A novel association test for rare variants based on algebraic statistics

•Propose a novel association test for rare variants in two-way contingency tables.•Most observations in the contingency tables are very close or equal to 0s.•The proposed method is based on a generalization of Fisher’s exact test.•The p-value of this exact test is computed in the framework of algebraic statistics. With the rapid growth of next-generation sequencing technology, more and more rare variants are available in the human genome. In recent years, the point of study has already changed direction to rare variants in genome-wide association studies (GWAS).
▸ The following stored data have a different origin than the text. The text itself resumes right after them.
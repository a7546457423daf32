//! Pipeline composition: folds decorators into a single service stack.

use std::sync::Arc;

use tower::{Layer, ServiceExt};

use super::layer::{DecoratorLayer, TerminalService};
use super::{Decorator, DecoratorFactory, Invocation, InvocationResult, PipelineService};
use crate::config::ServiceContext;

/// Ordered decorators composed around the terminal call.
///
/// Registration order is outermost to innermost: the first decorator's
/// pre-logic runs first and its post-logic runs last. The composed service is
/// built once; each call clones the boxed stack and drives it to completion.
#[derive(Clone)]
pub struct DecoratorPipeline {
    service: PipelineService,
    depth: usize,
}

impl DecoratorPipeline {
    /// Materializes each factory exactly once and composes the results.
    #[must_use]
    pub fn build(factories: &[Arc<dyn DecoratorFactory>], ctx: &ServiceContext) -> Self {
        let decorators = factories.iter().map(|factory| factory.create(ctx)).collect();
        Self::from_decorators(decorators)
    }

    /// Composes already constructed decorators, first entry outermost.
    #[must_use]
    pub fn from_decorators(decorators: Vec<Arc<dyn Decorator>>) -> Self {
        let depth = decorators.len();
        let service = decorators
            .into_iter()
            .rev()
            .fold(PipelineService::new(TerminalService), |inner, decorator| {
                PipelineService::new(DecoratorLayer::new(decorator).layer(inner))
            });
        Self { service, depth }
    }

    /// A pipeline with no decorators: the terminal call only.
    #[must_use]
    pub fn empty() -> Self {
        Self::from_decorators(Vec::new())
    }

    /// Number of decorators in the chain.
    #[must_use]
    pub fn depth(&self) -> usize {
        self.depth
    }

    /// Runs one invocation through the chain.
    pub async fn execute(&self, invocation: Invocation) -> InvocationResult {
        self.service.clone().oneshot(invocation).await
    }
}

impl Default for DecoratorPipeline {
    fn default() -> Self {
        Self::empty()
    }
}

// ---------------------------------------------------------------------------
// Tests
// ---------------------------------------------------------------------------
Although a variety of approaches have been proposed to test associations between rare variants and phenotypes of interest, it is far from the end of this problem, and it is worth exploring new statistical methods based on special features of rare variants. As we all know, the most direct way is to evaluate the association in a two-way contingency table if the phenotype is a discrete variable. The numbers of observations are very close or equal to 0s for most of cells in the contingency table due to the extremely low mutation rates of rare variants. In this paper, we propose a novel association test for rare variants based on a generalization of Fisher’s exact test, and the p-value of this exact test can be computed under the multivariate hypergeometric distribution in the framework of algebraic statistics. Simulation results show that our proposed method outperforms the existing methods, despite there is heterogeneity among causal variants. We also successfully apply our method into the genetic association study of coronary artery disease and hypertension from the Wellcome Trust Case Control Consortium.